Note: You can add garlic just after adding tomatoes in the pan. It'll taste even more Mediterranean with garlic.

Sunday, January 19, 2014

Sultan's Delight (Hunkar Begendi)

- 2 large eggplants (or 5-6 Chinese eggplants)
For the bechamel sauce:
- 3 tablespoons butter or oil
- 3 tablespoons flour
- 2 cups milk
- Salt, black pepper

For the meat sauce:
- 1 pound lamb or beef for stew
- 1 tablespoon oil
- 1 small onion, chopped
- 2 cloves garlic, chopped finely
- 1 tablespoon flour
- 1 tablespoon tomato paste
- 1 tablespoon pepper paste
- Salt, black pepper

  1. Preheat oven to 450 degrees F.
  2. Using a fork, poke holes in eggplants. Put on a baking tray and bake in the oven for about 40-45 minutes until tender.
  3.  Take eggplants from the oven. Place on a strainer for 10-15 minutes to rid off the juices (with bitter taste). Peel, and mash or dice finely. Put in a bowl. Set aside.
  4. Prepare the meat sauce. Heat 1 tablespoon oil in a pan. Add meat. Cook on low/medium heat until it absorbs the liquid.

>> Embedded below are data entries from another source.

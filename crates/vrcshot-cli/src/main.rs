use clap::Parser;
use vrcshot::{Cli, run};

fn main() {
    // Reset SIGPIPE to default behavior to prevent panic on broken pipe
    // (e.g., when piping to `head` or `less` that exits early)
    #[cfg(unix)]
    reset_sigpipe();

    let cli = Cli::parse();

    if let Err(e) = run(cli) {
        eprintln!("Error: {:#}", e);
        std::process::exit(1);
    }
}

#[cfg(unix)]
fn reset_sigpipe() {
    unsafe {
        libc::signal(libc::SIGPIPE, libc::SIG_DFL);
    }
}
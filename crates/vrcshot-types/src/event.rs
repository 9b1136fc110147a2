use chrono::NaiveDateTime;
use serde::{Deserialize, Serialize};

use crate::ids::{InstanceId, PlayerId, PlayerName, WorldId};

// NOTE: Event Design Goals
//
// 1. Normalization: collapse VRChat's free-form log text into a small typed
//    vocabulary the reconciler can replay deterministically.
// 2. Replayability: events carry only what the raw line carries. Re-parsing
//    the same stored line always yields the same event, which is what makes
//    FULL rebuilds equivalent to the original incremental ingestion.
// 3. Local time: log timestamps are the player's wall clock with second
//    precision. They are never converted to UTC; photo filenames use the
//    same clock, and correlation happens in that shared frame.
//
// Lines the parser does not recognize produce no event at all. That is the
// normal case: the overwhelming majority of log lines are engine noise.

/// One recognized log line, parsed into its typed form
#[derive(Debug, Clone, PartialEq, Eq, Serialize, Deserialize)]
#[serde(tag = "kind", rename_all = "snake_case")]
pub enum LogEvent {
    /// The local player joined a world instance
    WorldJoin {
        world_id: WorldId,
        instance_id: Option<InstanceId>,
        occurred_at: NaiveDateTime,
    },

    /// Companion line to a world join carrying the world's display name
    RoomName {
        name: String,
        occurred_at: NaiveDateTime,
    },

    /// A remote player appeared in the current instance
    PlayerJoin {
        player_name: PlayerName,
        player_id: Option<PlayerId>,
        occurred_at: NaiveDateTime,
    },

    /// A remote player left the current instance
    PlayerLeave {
        player_name: PlayerName,
        occurred_at: NaiveDateTime,
    },
}

impl LogEvent {
    pub fn occurred_at(&self) -> NaiveDateTime {
        match self {
            LogEvent::WorldJoin { occurred_at, .. }
            | LogEvent::RoomName { occurred_at, .. }
            | LogEvent::PlayerJoin { occurred_at, .. }
            | LogEvent::PlayerLeave { occurred_at, .. } => *occurred_at,
        }
    }
}

#[cfg(test)]
mod tests {
    use super::*;
    use crate::time::parse_log_timestamp;

    #[test]
    fn test_serialization() {
        let event = LogEvent::WorldJoin {
            world_id: WorldId::parse("wrld_4432ea9b-729c-46e3-8eaf-846aa0a37fdd").unwrap(),
            instance_id: InstanceId::parse("12345~region(jp)"),
            occurred_at: parse_log_timestamp("2024.01.15 10:00:00").unwrap(),
        };

        let json = serde_json::to_string(&event).unwrap();
        let deserialized: LogEvent = serde_json::from_str(&json).unwrap();

        match deserialized {
            LogEvent::WorldJoin { world_id, .. } => {
                assert_eq!(world_id.as_str(), "wrld_4432ea9b-729c-46e3-8eaf-846aa0a37fdd")
            }
            _ => panic!("Wrong event kind"),
        }
    }
}
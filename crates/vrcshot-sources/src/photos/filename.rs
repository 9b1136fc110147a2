use chrono::{NaiveDate, NaiveDateTime, NaiveTime};
use once_cell::sync::Lazy;
use regex::Regex;

/// Metadata carried by a screenshot filename.
///
/// The filename is the only authoritative source for the capture time;
/// filesystem mtimes do not survive copies and cloud sync. Millisecond
/// precision in the name is collapsed to seconds, matching log precision.
#[derive(Debug, Clone, Copy, PartialEq, Eq)]
pub struct PhotoMeta {
    pub taken_at: NaiveDateTime,
    pub width: u32,
    pub height: u32,
}

// Current grammar: VRChat_2024-01-15_10-15-30.123_1920x1080.png
static PHOTO_NAME: Lazy<Regex> = Lazy::new(|| {
    Regex::new(
        r"^VRChat_(\d{4}-\d{2}-\d{2})_(\d{2}-\d{2}-\d{2})\.\d{3}_(\d+)x(\d+)\.(?i:png|jpe?g|webp)$",
    )
    .expect("static pattern")
});

// Pre-2023.4 grammar put the resolution first: VRChat_1920x1080_2022-11-02_20-01-30.123.png
static PHOTO_NAME_LEGACY: Lazy<Regex> = Lazy::new(|| {
    Regex::new(
        r"^VRChat_(\d+)x(\d+)_(\d{4}-\d{2}-\d{2})_(\d{2}-\d{2}-\d{2})\.\d{3}\.(?i:png|jpe?g|webp)$",
    )
    .expect("static pattern")
});

/// Parse a screenshot filename. Non-matching names (including matching shapes
/// with impossible dates) return `None`; they are skipped, not errors.
pub fn parse_photo_file_name(name: &str) -> Option<PhotoMeta> {
    let (date, time, width, height) = if let Some(caps) = PHOTO_NAME.captures(name) {
        (
            caps[1].to_string(),
            caps[2].to_string(),
            caps[3].to_string(),
            caps[4].to_string(),
        )
    } else if let Some(caps) = PHOTO_NAME_LEGACY.captures(name) {
        (
            caps[3].to_string(),
            caps[4].to_string(),
            caps[1].to_string(),
            caps[2].to_string(),
        )
    } else {
        return None;
    };

    let date = NaiveDate::parse_from_str(&date, "%Y-%m-%d").ok()?;
    let time = NaiveTime::parse_from_str(&time, "%H-%M-%S").ok()?;
    let width: u32 = width.parse().ok()?;
    let height: u32 = height.parse().ok()?;
    if width == 0 || height == 0 {
        return None;
    }

    Some(PhotoMeta {
        taken_at: date.and_time(time),
        width,
        height,
    })
}

#[cfg(test)]
mod tests {
    use super::*;
    use vrcshot_types::parse_store_timestamp;

    #[test]
    fn test_current_grammar() {
        let meta = parse_photo_file_name("VRChat_2024-01-15_10-15-30.123_1920x1080.png").unwrap();
        assert_eq!(
            meta.taken_at,
            parse_store_timestamp("2024-01-15 10:15:30").unwrap()
        );
        assert_eq!(meta.width, 1920);
        assert_eq!(meta.height, 1080);
    }

    #[test]
    fn test_legacy_grammar() {
        let meta = parse_photo_file_name("VRChat_1920x1080_2022-11-02_20-01-30.456.png").unwrap();
        assert_eq!(
            meta.taken_at,
            parse_store_timestamp("2022-11-02 20:01:30").unwrap()
        );
        assert_eq!(meta.width, 1920);
        assert_eq!(meta.height, 1080);
    }

    #[test]
    fn test_extension_case_and_variants() {
        assert!(parse_photo_file_name("VRChat_2024-01-15_10-15-30.123_1920x1080.PNG").is_some());
        assert!(parse_photo_file_name("VRChat_2024-01-15_10-15-30.123_1920x1080.jpeg").is_some());
        assert!(parse_photo_file_name("VRChat_2024-01-15_10-15-30.123_1920x1080.webp").is_some());
    }

    #[test]
    fn test_non_matching_names_are_skipped() {
        assert!(parse_photo_file_name("IMG_20240115_101530.png").is_none());
        assert!(parse_photo_file_name("VRChat_2024-01-15_10-15-30_1920x1080.png").is_none());
        assert!(parse_photo_file_name("VRChat_2024-01-15_10-15-30.123_1920x1080.png.bak").is_none());
        assert!(parse_photo_file_name("").is_none());
    }

    #[test]
    fn test_impossible_date_is_skipped() {
        assert!(parse_photo_file_name("VRChat_2024-02-30_10-15-30.123_1920x1080.png").is_none());
        assert!(parse_photo_file_name("VRChat_2024-01-15_25-15-30.123_1920x1080.png").is_none());
    }

    #[test]
    fn test_zero_dimensions_are_skipped() {
        assert!(parse_photo_file_name("VRChat_2024-01-15_10-15-30.123_0x1080.png").is_none());
    }
}
use clap::Subcommand;
use std::path::PathBuf;

#[derive(Subcommand)]
pub enum Commands {
    #[command(about = "Detect VRChat directories and write the initial configuration")]
    Init {
        #[arg(long, help = "Re-detect directories even if a configuration exists")]
        refresh: bool,
    },

    #[command(about = "Ingest new log lines and update derived session state")]
    Sync {
        #[arg(long, help = "Rebuild all derived state from the entire log store")]
        full: bool,

        #[arg(long, help = "Keep watching the directories and re-sync on changes")]
        watch: bool,

        #[arg(long)]
        verbose: bool,
    },

    #[command(about = "Index screenshots under the configured photo roots")]
    Scan {
        #[arg(long, help = "Remove records whose files no longer exist on disk")]
        prune: bool,

        #[arg(long)]
        verbose: bool,
    },

    #[command(about = "Browse photos grouped by world session")]
    Gallery {
        #[command(subcommand)]
        command: GalleryCommand,
    },

    #[command(about = "Manage the raw log store (the backup/export payload)")]
    Store {
        #[command(subcommand)]
        command: StoreCommand,
    },

    #[command(about = "Prefix search over indexed world and player names")]
    Suggest {
        #[command(subcommand)]
        command: SuggestCommand,
    },
}

#[derive(Subcommand)]
pub enum GalleryCommand {
    #[command(about = "List photo groups in a time window")]
    List {
        #[arg(long, help = "Window start, \"YYYY-MM-DD\" or \"YYYY-MM-DD HH:MM:SS\"")]
        since: Option<String>,

        #[arg(long, help = "Window end, \"YYYY-MM-DD\" or \"YYYY-MM-DD HH:MM:SS\"")]
        until: Option<String>,

        #[arg(long, default_value = "50", help = "Maximum number of groups")]
        limit: usize,

        #[arg(long, default_value = "0", help = "Groups to skip (pagination)")]
        offset: usize,
    },

    #[command(about = "Count indexed photos in a time window")]
    Count {
        #[arg(long)]
        since: Option<String>,

        #[arg(long)]
        until: Option<String>,
    },

    #[command(about = "Show players present during one session")]
    Players {
        #[arg(help = "Session join time, e.g. \"2024-01-15 10:00:00\"")]
        joined_at: String,
    },
}

#[derive(Subcommand)]
pub enum StoreCommand {
    #[command(about = "Copy the monthly store partitions to a directory")]
    Export {
        #[arg(help = "Destination directory")]
        dest: PathBuf,
    },

    #[command(about = "Merge exported store files and rebuild derived state")]
    Import {
        #[arg(required = true, help = "Exported partition files or directories")]
        paths: Vec<PathBuf>,

        #[arg(long, help = "Skip the full rebuild after merging")]
        no_rebuild: bool,
    },
}

#[derive(Subcommand)]
pub enum SuggestCommand {
    #[command(about = "World names matching a prefix")]
    Worlds {
        prefix: String,

        #[arg(long, default_value = "10")]
        limit: usize,
    },

    #[command(about = "Player names matching a prefix")]
    Players {
        prefix: String,

        #[arg(long, default_value = "10")]
        limit: usize,
    },
}
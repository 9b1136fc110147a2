use std::path::{Path, PathBuf};
use walkdir::WalkDir;

use crate::{Error, Result};

use super::filename::{PhotoMeta, parse_photo_file_name};

/// One discovered screenshot with its filename-derived metadata
#[derive(Debug, Clone)]
pub struct PhotoFile {
    pub path: PathBuf,
    pub meta: PhotoMeta,
}

/// Lazily walk a photo root for screenshots.
///
/// The iterator never opens image bytes; indexing touches paths and names
/// only, which is what keeps 10k+ libraries cheap to scan. Unreadable
/// entries and non-matching filenames are skipped silently; the missing-root
/// case is reported up front so each configured root can fail independently.
pub fn discover_photos(root: &Path) -> Result<PhotoWalk> {
    if !root.is_dir() {
        return Err(Error::DirectoryMissing(root.to_path_buf()));
    }
    Ok(PhotoWalk {
        inner: WalkDir::new(root).into_iter(),
    })
}

pub struct PhotoWalk {
    inner: walkdir::IntoIter,
}

impl Iterator for PhotoWalk {
    type Item = PhotoFile;

    fn next(&mut self) -> Option<Self::Item> {
        for entry in self.inner.by_ref() {
            let Ok(entry) = entry else {
                continue;
            };
            if !entry.file_type().is_file() {
                continue;
            }
            let Some(name) = entry.file_name().to_str() else {
                continue;
            };
            if let Some(meta) = parse_photo_file_name(name) {
                return Some(PhotoFile {
                    path: entry.into_path(),
                    meta,
                });
            }
        }
        None
    }
}

#[cfg(test)]
mod tests {
    use super::*;
    use std::fs;
    use tempfile::TempDir;

    #[test]
    fn test_walk_finds_nested_screenshots_only() {
        let dir = TempDir::new().unwrap();
        let sub = dir.path().join("2024-01");
        fs::create_dir(&sub).unwrap();
        fs::write(
            dir.path().join("VRChat_2024-01-15_10-15-30.123_1920x1080.png"),
            [],
        )
        .unwrap();
        fs::write(sub.join("VRChat_2024-01-16_11-00-00.000_1280x720.png"), []).unwrap();
        fs::write(sub.join("notes.txt"), []).unwrap();
        fs::write(dir.path().join("IMG_1234.png"), []).unwrap();

        let mut found: Vec<_> = discover_photos(dir.path())
            .unwrap()
            .map(|p| p.meta.width)
            .collect();
        found.sort();
        assert_eq!(found, vec![1280, 1920]);
    }

    #[test]
    fn test_missing_root_reports_directory_missing() {
        let dir = TempDir::new().unwrap();
        let missing = dir.path().join("photos");
        match discover_photos(&missing) {
            Err(Error::DirectoryMissing(p)) => assert_eq!(p, missing),
            other => panic!("unexpected result: {:?}", other.map(|_| ())),
        }
    }
}
use std::fmt;

/// Result type for vrcshot-runtime operations
pub type Result<T> = std::result::Result<T, Error>;

/// Error types that can occur in the runtime layer
#[derive(Debug)]
pub enum Error {
    /// Log ledger error
    Store(vrcshot_logstore::Error),

    /// Derived index error
    Index(vrcshot_index::Error),

    /// Input discovery/parsing error
    Sources(vrcshot_sources::Error),

    /// IO operation failed
    Io(std::io::Error),

    /// Configuration error
    Config(String),

    /// A sync run is already in flight; the request was rejected, not queued
    SyncInFlight,

    /// Filesystem watcher error
    Watch(notify::Error),

    /// Invalid operation or state
    InvalidOperation(String),
}

impl fmt::Display for Error {
    fn fmt(&self, f: &mut fmt::Formatter<'_>) -> fmt::Result {
        match self {
            Error::Store(err) => write!(f, "Log store error: {}", err),
            Error::Index(err) => write!(f, "Index error: {}", err),
            Error::Sources(err) => write!(f, "Source error: {}", err),
            Error::Io(err) => write!(f, "IO error: {}", err),
            Error::Config(msg) => write!(f, "Configuration error: {}", msg),
            Error::SyncInFlight => write!(f, "A sync is already running"),
            Error::Watch(err) => write!(f, "Watcher error: {}", err),
            Error::InvalidOperation(msg) => write!(f, "Invalid operation: {}", msg),
        }
    }
}

impl std::error::Error for Error {
    fn source(&self) -> Option<&(dyn std::error::Error + 'static)> {
        match self {
            Error::Store(err) => Some(err),
            Error::Index(err) => Some(err),
            Error::Sources(err) => Some(err),
            Error::Io(err) => Some(err),
            Error::Watch(err) => Some(err),
            Error::Config(_) | Error::SyncInFlight | Error::InvalidOperation(_) => None,
        }
    }
}

impl From<vrcshot_logstore::Error> for Error {
    fn from(err: vrcshot_logstore::Error) -> Self {
        Error::Store(err)
    }
}

impl From<vrcshot_index::Error> for Error {
    fn from(err: vrcshot_index::Error) -> Self {
        Error::Index(err)
    }
}

impl From<vrcshot_sources::Error> for Error {
    fn from(err: vrcshot_sources::Error) -> Self {
        Error::Sources(err)
    }
}

impl From<std::io::Error> for Error {
    fn from(err: std::io::Error) -> Self {
        Error::Io(err)
    }
}

impl From<notify::Error> for Error {
    fn from(err: notify::Error) -> Self {
        Error::Watch(err)
    }
}

impl From<toml::de::Error> for Error {
    fn from(err: toml::de::Error) -> Self {
        Error::Config(err.to_string())
    }
}

impl From<toml::ser::Error> for Error {
    fn from(err: toml::ser::Error) -> Self {
        Error::Config(err.to_string())
    }
}
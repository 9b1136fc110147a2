use anyhow::Result;

use vrcshot_runtime::{CancelToken, PhotoScanner, ScanProgress};

use crate::context::ExecutionContext;

pub fn handle(ctx: &ExecutionContext, prune: bool, verbose: bool) -> Result<()> {
    let db = ctx.open_db()?;
    let roots = ctx.photo_roots()?;

    let cancel = CancelToken::new();
    let handler_cancel = cancel.clone();
    ctrlc::set_handler(move || handler_cancel.cancel())?;

    let scanner = PhotoScanner::new(&db, ctx.config.effective_batch_size());
    let outcome = scanner.run(&roots, prune, &cancel, |progress| match progress {
        ScanProgress::RootScanning { root } => {
            if verbose {
                println!("Scanning {}", root.display());
            }
        }
        ScanProgress::RootMissing { root } => {
            eprintln!("Photo directory not found, skipping: {}", root.display());
        }
        ScanProgress::Batch {
            processed,
            inserted,
            updated,
        } => {
            if verbose {
                println!("  {} processed (+{} new, {} updated)", processed, inserted, updated);
            }
        }
        ScanProgress::Cancelled { processed } => {
            println!("Cancelled after {} photo(s); indexed records are kept.", processed);
        }
        ScanProgress::Pruned { removed } => {
            println!("Pruned {} record(s) for missing files", removed);
        }
        ScanProgress::Completed {
            inserted,
            updated,
            unchanged,
        } => {
            println!(
                "Scan complete: {} new, {} updated, {} unchanged",
                inserted, updated, unchanged
            );
        }
    })?;

    if outcome.cancelled {
        std::process::exit(130);
    }
    Ok(())
}
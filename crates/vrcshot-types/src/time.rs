use chrono::NaiveDateTime;

use crate::{Error, Result};

/// Timestamp format used inside VRChat log lines (local wall-clock time)
pub const LOG_TIMESTAMP_FORMAT: &str = "%Y.%m.%d %H:%M:%S";

/// Timestamp format used in the derived store and export surfaces
pub const STORE_TIMESTAMP_FORMAT: &str = "%Y-%m-%d %H:%M:%S";

/// Parse the `yyyy.MM.dd HH:mm:ss` prefix of a log line.
///
/// Malformed timestamps (including impossible dates) are rejected so a bad
/// line never degrades to an epoch default downstream.
pub fn parse_log_timestamp(raw: &str) -> Result<NaiveDateTime> {
    NaiveDateTime::parse_from_str(raw, LOG_TIMESTAMP_FORMAT)
        .map_err(|_| Error::Timestamp(raw.to_string()))
}

pub fn parse_store_timestamp(raw: &str) -> Result<NaiveDateTime> {
    NaiveDateTime::parse_from_str(raw, STORE_TIMESTAMP_FORMAT)
        .map_err(|_| Error::Timestamp(raw.to_string()))
}

pub fn format_store_timestamp(ts: NaiveDateTime) -> String {
    ts.format(STORE_TIMESTAMP_FORMAT).to_string()
}

#[cfg(test)]
mod tests {
    use super::*;
    use chrono::{NaiveDate, NaiveTime};

    #[test]
    fn test_parse_log_timestamp() {
        let ts = parse_log_timestamp("2024.01.15 10:00:00").unwrap();
        assert_eq!(
            ts,
            NaiveDate::from_ymd_opt(2024, 1, 15)
                .unwrap()
                .and_time(NaiveTime::from_hms_opt(10, 0, 0).unwrap())
        );
    }

    #[test]
    fn test_parse_log_timestamp_rejects_impossible_dates() {
        assert!(parse_log_timestamp("2024.13.15 10:00:00").is_err());
        assert!(parse_log_timestamp("2024.01.15 25:00:00").is_err());
        assert!(parse_log_timestamp("garbage").is_err());
    }

    #[test]
    fn test_store_format_round_trip() {
        let ts = parse_log_timestamp("2024.01.15 10:15:30").unwrap();
        let stored = format_store_timestamp(ts);
        assert_eq!(stored, "2024-01-15 10:15:30");
        assert_eq!(parse_store_timestamp(&stored).unwrap(), ts);
    }
}
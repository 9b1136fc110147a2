use rusqlite::Connection;

use crate::Result;

// Schema version (increment when changing table definitions)
pub const SCHEMA_VERSION: i32 = 3;

// NOTE: Derived Store Rationale
//
// Why is dropping tables on version mismatch acceptable?
// - Every row here is derivable: sessions and player facts replay from the
//   raw log ledger (FULL sync), photo rows from a directory rescan
// - The ledger is the durable surface; this database is a query cache
//
// Why no session_id foreign key on player_log?
// - Log files from alt installs arrive late with earlier timestamps,
//   inserting sessions *before* existing ones
// - Membership by interval containment at read time means those inserts
//   never cascade into rewrites of player rows
//
// Why TEXT timestamps?
// - Local wall-clock seconds, formatted %Y-%m-%d %H:%M:%S, sort and
//   compare lexicographically; no timezone math belongs in this layer

pub fn init_schema(conn: &Connection) -> Result<()> {
    let current_version: i32 = conn.query_row("PRAGMA user_version", [], |row| row.get(0))?;

    if current_version != SCHEMA_VERSION {
        drop_all_tables(conn)?;
    }

    conn.execute_batch(
        r#"
        CREATE TABLE IF NOT EXISTS world_join_sessions (
            id INTEGER PRIMARY KEY,
            world_id TEXT NOT NULL,
            instance_id TEXT,
            world_name TEXT,
            joined_at TEXT NOT NULL,
            created_at TEXT NOT NULL
        );

        CREATE UNIQUE INDEX IF NOT EXISTS ux_sessions_join
            ON world_join_sessions(world_id, COALESCE(instance_id, ''), joined_at);
        CREATE INDEX IF NOT EXISTS idx_sessions_joined_at
            ON world_join_sessions(joined_at);

        CREATE TABLE IF NOT EXISTS player_log (
            id INTEGER PRIMARY KEY,
            kind TEXT NOT NULL,
            player_name TEXT NOT NULL,
            player_id TEXT,
            occurred_at TEXT NOT NULL,
            UNIQUE (kind, player_name, occurred_at)
        );

        CREATE INDEX IF NOT EXISTS idx_player_log_time ON player_log(occurred_at);
        CREATE INDEX IF NOT EXISTS idx_player_log_name ON player_log(player_name);

        CREATE TABLE IF NOT EXISTS photos (
            id INTEGER PRIMARY KEY,
            photo_path TEXT NOT NULL UNIQUE,
            taken_at TEXT NOT NULL,
            width INTEGER NOT NULL,
            height INTEGER NOT NULL,
            created_at TEXT NOT NULL,
            updated_at TEXT NOT NULL
        );

        CREATE INDEX IF NOT EXISTS idx_photos_taken_at ON photos(taken_at);
        "#,
    )?;

    conn.execute(&format!("PRAGMA user_version = {}", SCHEMA_VERSION), [])?;

    Ok(())
}

fn drop_all_tables(conn: &Connection) -> Result<()> {
    conn.execute_batch(
        r#"
        DROP TABLE IF EXISTS photos;
        DROP TABLE IF EXISTS player_log;
        DROP TABLE IF EXISTS world_join_sessions;
        "#,
    )?;
    Ok(())
}
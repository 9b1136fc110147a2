use std::path::{Path, PathBuf};

use vrcshot_index::{Database, NewPhoto, UpsertResult};
use vrcshot_sources::Error as SourceError;
use vrcshot_sources::photos::discover_photos;

use crate::cancel::CancelToken;
use crate::Result;

/// Photos upserted per batch. Bounds peak memory on 10k+ libraries and sets
/// the granularity at which cancellation takes effect.
pub const DEFAULT_SCAN_BATCH_SIZE: usize = 500;

#[derive(Debug, Clone)]
pub enum ScanProgress {
    RootScanning { root: PathBuf },
    RootMissing { root: PathBuf },
    Batch { processed: usize, inserted: usize, updated: usize },
    Cancelled { processed: usize },
    Pruned { removed: usize },
    Completed { inserted: usize, updated: usize, unchanged: usize },
}

#[derive(Debug, Default, Clone)]
pub struct ScanOutcome {
    pub inserted: usize,
    pub updated: usize,
    pub unchanged: usize,
    pub roots_missing: usize,
    pub pruned: usize,
    pub cancelled: bool,
}

impl ScanOutcome {
    pub fn processed(&self) -> usize {
        self.inserted + self.updated + self.unchanged
    }
}

/// Incremental photo indexer.
///
/// Walks each configured root lazily and upserts filename-derived metadata in
/// bounded batches; pixel data is never opened. A missing root is reported
/// and skipped; the remaining roots still scan. Cancellation is honored
/// between batches only, and leaves everything already upserted in place.
pub struct PhotoScanner<'a> {
    db: &'a Database,
    batch_size: usize,
}

impl<'a> PhotoScanner<'a> {
    pub fn new(db: &'a Database, batch_size: usize) -> Self {
        Self {
            db,
            batch_size: batch_size.max(1),
        }
    }

    pub fn run<F>(
        &self,
        roots: &[PathBuf],
        prune: bool,
        cancel: &CancelToken,
        mut on_progress: F,
    ) -> Result<ScanOutcome>
    where
        F: FnMut(ScanProgress),
    {
        let mut outcome = ScanOutcome::default();

        'roots: for root in roots {
            let walk = match discover_photos(root) {
                Ok(walk) => walk,
                Err(SourceError::DirectoryMissing(path)) => {
                    outcome.roots_missing += 1;
                    on_progress(ScanProgress::RootMissing { root: path });
                    continue;
                }
                Err(err) => return Err(err.into()),
            };
            on_progress(ScanProgress::RootScanning { root: root.clone() });

            let mut batch = Vec::with_capacity(self.batch_size);
            let mut walk = walk.peekable();
            while walk.peek().is_some() {
                batch.clear();
                batch.extend(walk.by_ref().take(self.batch_size));

                let mut batch_inserted = 0;
                let mut batch_updated = 0;
                for photo in &batch {
                    let path = photo.path.to_string_lossy();
                    match self.db.upsert_photo(&NewPhoto {
                        photo_path: &path,
                        taken_at: photo.meta.taken_at,
                        width: photo.meta.width,
                        height: photo.meta.height,
                    })? {
                        UpsertResult::Inserted => {
                            outcome.inserted += 1;
                            batch_inserted += 1;
                        }
                        UpsertResult::Updated => {
                            outcome.updated += 1;
                            batch_updated += 1;
                        }
                        UpsertResult::Unchanged => outcome.unchanged += 1,
                    }
                }

                on_progress(ScanProgress::Batch {
                    processed: outcome.processed(),
                    inserted: batch_inserted,
                    updated: batch_updated,
                });

                if cancel.is_cancelled() {
                    outcome.cancelled = true;
                    on_progress(ScanProgress::Cancelled {
                        processed: outcome.processed(),
                    });
                    break 'roots;
                }
            }
        }

        // Prune runs only on explicit request and never after a cancelled
        // walk; an aborted scan proves nothing about what is gone.
        if prune && !outcome.cancelled {
            for path in self.db.photo_paths()? {
                if !Path::new(&path).exists() && self.db.delete_photo_by_path(&path)? {
                    outcome.pruned += 1;
                }
            }
            on_progress(ScanProgress::Pruned {
                removed: outcome.pruned,
            });
        }

        on_progress(ScanProgress::Completed {
            inserted: outcome.inserted,
            updated: outcome.updated,
            unchanged: outcome.unchanged,
        });

        Ok(outcome)
    }
}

Add onions and garlic. Stir a few. Add flour. Stir some more. Add tomato paste and pepper paste, salt and pepper. Turn down heat to very low. Cover and let it cook slowly. If it gets dry, add some hot water.
  5. In the meantime, heat 3 tablespoons butter or oil in a pan. Add flour. Stir  constantly about 2 minutes over medium heat. Slowly add milk while still stirring. Stir continuously until it boils. Add salt and pepper. Turn down the heat to low/medium. Let it simmer for about 10-15 minutes until it thickens.
  6. Turn the heat off. In a large dish, mix bechamel sauce with the eggplants. Place on a platter. Top with the meat sauce. Enjoy!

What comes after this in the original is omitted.